Isoguanosine exerts anticancer effects in Huh-7 cells by modulating ROS-dependent MAPK and AKT signaling.

Isoguanosine (ISO) is a naturally occurring bioactive compound with multiple pharmacological properties. In this study, the inhibitory effects of ISO on hepatocellular carcinoma (HCC) cells and its underlying molecular mechanisms were investigated. The cell viability after ISO treatment was assessed using the CCK-8 assay, trypan blue staining, and Hoechst 33342/PI double staining. The relevant targets of ISO and their regulatory mechanisms were predicted using network pharmacology and molecular docking technology. The induction of apoptosis by ISO on Huh-7 cells was detected by Annexin V-FITC/PI double staining combined with flow cytometry and western blotting. The cell cycle arrest effect of ISO on Huh-7 cells was detected by Ki-67 staining, flow cytometry, and western blotting. The migration-inhibition effect of ISO on Huh-7 cells was detected by the wound healing, Transwell, and western blotting. In addition, the effects of reactive oxygen species (ROS) and protein kinase B (AKT) on Huh-7 cells were investigated by using N-acetyl cysteine (NAC) and AKT inhibitor HY10249, respectively. Cell viability assays demonstrated that ISO exerts a significant cytotoxic effect on HCC cell lines.
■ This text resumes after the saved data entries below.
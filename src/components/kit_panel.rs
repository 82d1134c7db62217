//! Kit display panel: one card per section with regenerate and export actions.

use leptos::prelude::*;

use crate::net::coerce;
use crate::state::kit::KitState;

/// Full kit view.
///
/// Every section is coerced to its canonical display shape at render time,
/// so a kit holding malformed backend values still renders (possibly empty)
/// instead of breaking the page.
#[component]
pub fn KitPanel(on_regenerate: Callback<&'static str>, on_export: Callback<()>) -> impl IntoView {
    let kit_state = expect_context::<RwSignal<KitState>>();

    view! {
        <div class="kit-panel">
            {move || {
                let state = kit_state.get();
                let Some(kit) = state.kit else {
                    return view! {
                        <div class="kit-panel__empty">
                            "Enter a topic above to generate a content kit."
                        </div>
                    }
                        .into_any();
                };

                let hooks = coerce::to_string_list(&kit.hooks);
                let titles = coerce::to_string_list(&kit.titles);
                let tags = coerce::to_string_list(&kit.tags);
                let shorts = coerce::to_shorts_list(&kit.shorts);
                let thumbnail = coerce::to_thumbnail(&kit.thumbnail);
                let description = coerce::pick_non_empty_string(&kit.description).unwrap_or_default();
                let script = coerce::pick_non_empty_string(&kit.script).unwrap_or_default();
                let can_export = !state.loading && !kit.has_error();

                view! {
                    <header class="kit-panel__header">
                        <div>
                            <h2 class="kit-panel__topic">{kit.topic.clone()}</h2>
                            <span class="kit-panel__meta">
                                {format!("{} · {}", kit.tone, kit.language)}
                            </span>
                        </div>
                        <button
                            class="btn"
                            on:click=move |_| on_export.run(())
                            disabled=!can_export
                        >
                            "Export .txt"
                        </button>
                    </header>

                    <SectionCard title="Hooks" section="hooks" on_regenerate=on_regenerate>
                        <ul class="kit-panel__list">
                            {hooks.into_iter().map(|hook| view! { <li>{hook}</li> }).collect::<Vec<_>>()}
                        </ul>
                    </SectionCard>

                    <SectionCard title="Titles" section="titles" on_regenerate=on_regenerate>
                        <ul class="kit-panel__list">
                            {titles.into_iter().map(|title| view! { <li>{title}</li> }).collect::<Vec<_>>()}
                        </ul>
                    </SectionCard>

                    <SectionCard title="Description" section="description" on_regenerate=on_regenerate>
                        <p class="kit-panel__text">{description}</p>
                    </SectionCard>

                    <SectionCard title="Tags" section="tags" on_regenerate=on_regenerate>
                        <div class="kit-panel__tags">
                            {tags.into_iter().map(|tag| view! { <span class="kit-panel__tag">{tag}</span> }).collect::<Vec<_>>()}
                        </div>
                    </SectionCard>

                    <SectionCard title="Thumbnail" section="thumbnail" on_regenerate=on_regenerate>
                        <dl class="kit-panel__thumbnail">
                            <dt>"Text"</dt>
                            <dd>{thumbnail.text}</dd>
                            <dt>"Prompt"</dt>
                            <dd>{thumbnail.prompt}</dd>
                        </dl>
                    </SectionCard>

                    <SectionCard title="Shorts" section="shorts" on_regenerate=on_regenerate>
                        <div class="kit-panel__shorts">
                            {shorts
                                .into_iter()
                                .map(|short| {
                                    view! {
                                        <div class="kit-panel__short">
                                            <h4 class="kit-panel__short-title">{short.title}</h4>
                                            <p class="kit-panel__short-script">{short.script}</p>
                                        </div>
                                    }
                                })
                                .collect::<Vec<_>>()}
                        </div>
                    </SectionCard>

                    <SectionCard title="Long script" section="script" on_regenerate=on_regenerate>
                        <pre class="kit-panel__script">{script}</pre>
                    </SectionCard>
                }
                    .into_any()
            }}
        </div>
    }
}

/// One kit section with a header row and a regenerate action.
#[component]
fn SectionCard(
    title: &'static str,
    section: &'static str,
    on_regenerate: Callback<&'static str>,
    children: Children,
) -> impl IntoView {
    let kit_state = expect_context::<RwSignal<KitState>>();

    let busy = move || kit_state.get().busy_section.as_deref() == Some(section);
    let disabled = move || kit_state.get().loading;

    view! {
        <section class="kit-panel__card">
            <div class="kit-panel__card-header">
                <h3>{title}</h3>
                <button
                    class="btn btn--ghost"
                    on:click=move |_| on_regenerate.run(section)
                    disabled=disabled
                >
                    {move || if busy() { "Regenerating..." } else { "Regenerate" }}
                </button>
            </div>
            {children()}
        </section>
    }
}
Network pharmacology analysis revealed that the core targets of ISO are associated with ROS, AKT, and mitogen-activated protein kinase (MAPK) signaling pathways. Molecular docking results indicate that ISO has a strong binding affinity for AKT1, CASP3, and GSK3B. Apoptosis assays indicated that ISO induces apoptosis in Huh-7 cells via the mitochondria-dependent pathway. Furthermore, ISO modulates apoptosis through the MAPK and signal transducer and activator of transcription 3 (STAT3) signaling pathways. Cell cycle assays showed that ISO induces G2/M phase arrest by elevating intracellular ROS levels. Migration assays demonstrated that ISO inhibits cell migration by regulating the AKT signaling pathway. In addition, pretreatment with NAC reversed ISO-induced apoptosis, cell cycle arrest, and inhibition of migration. ISO promotes apoptosis, induces cell cycle arrest, and inhibits Huh-7 cell migration. These findings provide a theoretical basis for further pharmacological research and support the potential development and application of ISO as an anticancer agent.